Eat plenty of whole grains, legumes, fresh fruit and vegetables. These supply essential micronutrients and B vitamins for optimal nervous system function.

 

Oats are a herbal remedy used for depression but you can use them as a staple food for mood elevation. Eat them for breakfast in winter as warming porridge or as bircher muesli in the warmer months.

 

It may also be worth noting that a Mediterranean diet has been linked to lower levels of depression. The emphasis of the Mediterranean diet is on vegetables, legumes, fish and olive oil.

 

Remedies

 

St John’s wort is probably one of the better known herbal remedies. It is well researched for its use in depression and compares well with pharmaceutical antidepressants. Make sure you talk to your health care practitioner before taking St John’s Wort as it can have serious adverse interactions with pharmaceutical drugs.

 

All B Vitamins are good for depression in various ways. Take a good quality multi B each day, as prescribed by your health care practitioner.

 

Optimising your vitamin D level by getting appropriate sun exposure (or taking a vitamin D3 supplement with vitamin K2) is another key strategy not to be overlooked.

 

Essential fatty acids (EPA and DHA) are essential for healthy nervous system and brain function.

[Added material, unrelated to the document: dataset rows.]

//! Fact rewriting.
//!
//! Every source file is read on its own and becomes one [`FactTable`]. In each
//! column that has a dimension table, raw values are swapped in place for
//! their surrogate keys. Other columns pass through untouched.
//!
//! A value that has no entry in its dimension table is left as it was and
//! counted. That only happens when extraction saw different input than the
//! rewriter (for instance a subset of the files), and it leaves a cell that is
//! not a valid foreign key, so it is reported as a warning.

use std::collections::HashMap;
use std::path::{Path, PathBuf};

use serde_json::{json, Value};

use super::dimensions::Dimensions;
use super::naming::TableNaming;
use crate::error::{EtlResult, SchemaError};
use crate::logs::{log_info, log_info_indent, log_success, log_warning};
use crate::models::{CellValue, Schema, Table};
use crate::reader::{read_table, ReaderOptions};

/// One source file, rewritten to reference dimension keys.
#[derive(Debug, Clone, PartialEq)]
pub struct FactTable {
    /// Name derived from the source filename
    pub name: String,
    pub source: PathBuf,
    pub table: Table,
    /// Cells left unreplaced per dimension column
    pub unmatched: HashMap<String, usize>,
}

impl FactTable {
    /// Total cells left unreplaced across all dimension columns.
    pub fn unmatched_total(&self) -> usize {
        self.unmatched.values().sum()
    }

    pub fn to_json(&self) -> Value {
        json!({
            "table": self.name.to_lowercase(),
            "source": self.source.display().to_string(),
            "rows": self.table.to_records(),
        })
    }
}

/// Replace dimension values with surrogate keys, in place.
///
/// Dimension columns missing from `table` are skipped. Nulls stay null.
/// Returns the number of non-null cells with no dimension entry, per column.
pub fn rewrite_table(table: &mut Table, dimensions: &Dimensions) -> HashMap<String, usize> {
    let mut unmatched = HashMap::new();

    for dimension in dimensions {
        let Some(index) = table.column_index(dimension.column()) else {
            continue;
        };

        let mut misses = 0;
        for cell in table.column_values_mut(index) {
            if cell.is_null() {
                continue;
            }
            match dimension.key_of(cell) {
                Some(key) => *cell = CellValue::Int(key),
                None => misses += 1,
            }
        }

        if misses > 0 {
            unmatched.insert(dimension.column().to_string(), misses);
        }
    }

    unmatched
}

/// Derive every fact table name up front, rejecting bad or colliding names.
///
/// Names collide when they are equal ignoring case, since destination table
/// names are lower-cased. That holds between two files, and between a file
/// and one of the `dim_columns`, whose dimension table shares the namespace.
pub fn plan_table_names(
    paths: &[PathBuf],
    naming: &TableNaming,
    dim_columns: &[String],
) -> EtlResult<Vec<String>> {
    let mut names = Vec::with_capacity(paths.len());
    let mut seen: HashMap<String, &Path> = HashMap::new();

    for path in paths {
        let name = naming.table_name(path)?;
        let key = name.to_lowercase();

        if let Some(column) = dim_columns.iter().find(|c| c.to_lowercase() == key) {
            return Err(SchemaError::TableNameClash {
                name,
                path: path.clone(),
                column: column.clone(),
            }
            .into());
        }
        if let Some(first) = seen.insert(key, path) {
            return Err(SchemaError::DuplicateTableName {
                name,
                first: first.to_path_buf(),
                second: path.clone(),
            }
            .into());
        }
        names.push(name);
    }

    Ok(names)
}

/// Read each file and rewrite it into a fact table, in file order.
///
/// Cells are typed with `schema`, the one inferred over the unified table, so
/// a value reads the same here as it did during extraction.
pub fn build_fact_tables(
    paths: &[PathBuf],
    dimensions: &Dimensions,
    schema: &Schema,
    naming: &TableNaming,
    options: &ReaderOptions,
) -> EtlResult<Vec<FactTable>> {
    let dim_columns: Vec<String> = dimensions.iter().map(|d| d.column().to_string()).collect();
    let names = plan_table_names(paths, naming, &dim_columns)?;
    log_info(format!("🔁 Rewriting {} fact table(s)...", paths.len()));

    let mut facts = Vec::with_capacity(paths.len());
    for (path, name) in paths.iter().zip(names) {
        let mut table = read_table(path, options)?;
        schema.apply(&mut table);
        let unmatched = rewrite_table(&mut table, dimensions);

        log_info_indent(format!("{} ← {} ({} rows)", name, path.display(), table.len()), 1);
        for (column, count) in &unmatched {
            log_warning(format!(
                "{}: {} value(s) in '{}' have no dimension key and were left as-is",
                name, count, column
            ));
        }

        facts.push(FactTable {
            name,
            source: path.clone(),
            table,
            unmatched,
        });
    }

    log_success(format!("{} fact table(s) ready", facts.len()));
    Ok(facts)
}
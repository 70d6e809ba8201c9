//! Acquisition boundary: locating downloaded data files.
//!
//! Downloading is someone else's job. This module only turns a download
//! directory into an ordered file list, and an unreadable or empty directory
//! is an [`InputError`] rather than an empty, "successful" run.

use std::path::{Path, PathBuf};

use crate::error::{InputError, InputResult};
use crate::logs::log_success;

/// Data file extensions picked up from a directory.
const DATA_EXTENSIONS: &[&str] = &["csv", "tsv", "txt"];

/// List data files in `dir`, sorted by file name for a stable load order.
pub fn resolve_datafiles(dir: &Path) -> InputResult<Vec<PathBuf>> {
    let io_err = |source| InputError::Io {
        path: dir.to_path_buf(),
        source,
    };

    let mut files = Vec::new();
    for entry in std::fs::read_dir(dir).map_err(io_err)? {
        let path = entry.map_err(io_err)?.path();
        let is_data = path.is_file()
            && path
                .extension()
                .and_then(|e| e.to_str())
                .is_some_and(|e| DATA_EXTENSIONS.contains(&e.to_lowercase().as_str()));
        if is_data {
            files.push(path);
        }
    }

    if files.is_empty() {
        return Err(InputError::NoDataFiles {
            dir: dir.to_path_buf(),
        });
    }

    files.sort_by(|a, b| a.file_name().cmp(&b.file_name()));
    log_success(format!("Found {} data file(s) in {}", files.len(), dir.display()));
    Ok(files)
}
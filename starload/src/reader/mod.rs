//! Table Reader: delimited files to in-memory [`Table`]s.
//!
//! Each file is read whole, its encoding and delimiter detected unless
//! configured, then parsed with the `csv` crate. Several files can be
//! concatenated into one unified table.
//!
//! Cells come out untyped: missing markers are null, everything else is the
//! field's text. Column types are decided later by [`crate::models::Schema`].

use std::collections::HashSet;
use std::path::{Path, PathBuf};

use crate::error::{InputError, InputResult};
use crate::logs::{log_info, log_success, log_warning};
use crate::models::{CellValue, Table};

/// Candidate delimiters, in tie-break order.
const DELIMITERS: [char; 4] = [',', ';', '\t', '|'];

/// How to read source files.
#[derive(Debug, Clone, Copy, Default)]
pub struct ReaderOptions {
    /// Field delimiter. Detected from the header line when `None`.
    pub delimiter: Option<char>,
}

/// Detect the encoding of raw bytes using chardet.
pub fn detect_encoding(bytes: &[u8]) -> String {
    let charset = chardet::detect(bytes).0;

    match charset.to_lowercase().as_str() {
        "" | "ascii" | "utf-8" | "utf8" => "utf-8".to_string(),
        "iso-8859-1" | "iso-8859-15" | "latin-1" | "latin1" => "iso-8859-1".to_string(),
        "windows-1252" | "cp1252" => "windows-1252".to_string(),
        other => other.to_string(),
    }
}

/// Decode bytes with the given encoding label.
///
/// Invalid UTF-8 falls back to Windows-1252, which maps every byte.
/// Returns `None` for an unknown label or undecodable bytes.
pub fn decode_content(bytes: &[u8], encoding: &str) -> Option<String> {
    match encoding.to_lowercase().as_str() {
        "utf-8" | "utf8" | "ascii" => {
            let (text, _, had_errors) = encoding_rs::UTF_8.decode(bytes);
            if had_errors {
                Some(encoding_rs::WINDOWS_1252.decode(bytes).0.into_owned())
            } else {
                Some(text.into_owned())
            }
        }
        label => {
            let encoding = encoding_rs::Encoding::for_label(label.as_bytes())?;
            let (text, _, had_errors) = encoding.decode(bytes);
            (!had_errors).then(|| text.into_owned())
        }
    }
}

/// Detect the delimiter by counting candidates in the header line.
pub fn detect_delimiter(content: &str) -> char {
    let first_line = content.lines().next().unwrap_or("");

    let mut best = ',';
    let mut best_count = 0;
    for sep in DELIMITERS {
        let count = first_line.matches(sep).count();
        if count > best_count {
            best_count = count;
            best = sep;
        }
    }
    best
}

/// Parse decoded content into a table.
///
/// `path` is only used for error context.
pub fn parse_table(content: &str, delimiter: char, path: &Path) -> InputResult<Table> {
    let csv_err = |source| InputError::Csv {
        path: path.to_path_buf(),
        source,
    };

    let mut reader = csv::ReaderBuilder::new()
        .delimiter(delimiter as u8)
        .flexible(true)
        .trim(csv::Trim::All)
        .from_reader(content.as_bytes());

    let headers: Vec<String> = reader
        .headers()
        .map_err(csv_err)?
        .iter()
        .map(|h| h.to_string())
        .collect();

    if headers.is_empty() || headers.iter().all(|h| h.is_empty()) {
        return Err(InputError::EmptyFile {
            path: path.to_path_buf(),
        });
    }

    let mut seen = HashSet::new();
    for header in &headers {
        if !seen.insert(header.as_str()) {
            return Err(InputError::DuplicateHeader {
                path: path.to_path_buf(),
                column: header.clone(),
            });
        }
    }

    let expected = headers.len();
    let mut table = Table::new(headers);

    for result in reader.records() {
        let record = result.map_err(csv_err)?;
        if record.len() > expected {
            return Err(InputError::RaggedRow {
                path: path.to_path_buf(),
                line: record.position().map(|p| p.line()).unwrap_or(0),
                expected,
                found: record.len(),
            });
        }
        table.push_row(record.iter().map(CellValue::raw).collect());
    }

    Ok(table)
}

/// Read one delimited file.
pub fn read_table(path: &Path, options: &ReaderOptions) -> InputResult<Table> {
    let bytes = std::fs::read(path).map_err(|source| InputError::Io {
        path: path.to_path_buf(),
        source,
    })?;

    let encoding = detect_encoding(&bytes);
    let content = decode_content(&bytes, &encoding).ok_or_else(|| InputError::Encoding {
        path: path.to_path_buf(),
        encoding: encoding.clone(),
    })?;

    let delimiter = options
        .delimiter
        .unwrap_or_else(|| detect_delimiter(&content));

    let table = parse_table(&content, delimiter, path)?;

    if table.is_empty() {
        log_warning(format!("{} has a header but no rows", path.display()));
    }

    Ok(table)
}

/// Read every file and concatenate them into one unified table.
pub fn read_unified(paths: &[PathBuf], options: &ReaderOptions) -> InputResult<Table> {
    log_info(format!("📖 Reading {} file(s)...", paths.len()));

    let mut tables = Vec::with_capacity(paths.len());
    for path in paths {
        let table = read_table(path, options)?;
        log_info(format!("{}: {} rows", path.display(), table.len()));
        tables.push(table);
    }

    let unified = Table::concat(tables);
    log_success(format!(
        "Unified table: {} rows, {} columns",
        unified.len(),
        unified.columns().len()
    ));
    Ok(unified)
}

Take a good quality supplement equivalent to 1 g of EPA daily.

 

L-tryptophan is an amino acid that can convert to serotonin in the body. B3, B6 and magnesium are also necessary for this conversion.

 

Lifestyle

 

Exercise has a huge impact on mood. Endorphins that are released during (vigorous) exercise not only dull pain but improve mood and have a tranquilizing effect. Although you won’t feel like exercising, if you make a contract with yourself to exercise 10 days in a row. You are almost guaranteed to see some improvement.

 

Make sure you get sun each day, especially in the winter months. Walking in the sunlight for 20 min each day is enough to activate the pineal gland which in turn stimulates endocrine glands to produce mood enhancing hormones.

 

Psychotherapy based on cognitive behavioural therapy can be beneficial in changing the way we consciously think about failure, defeat, loss and helplessness.

 

Stop cigarette smoking and illicit drug use as these reduce serotonin levels.

 

Avoid environmental toxins (heavy metals and solvents) as they have an affinity for nervous tissue and have been linked to mood disorders.

 

It might be worthwhile to get a blood test to check thyroid and iron levels as these can have an impact on mood.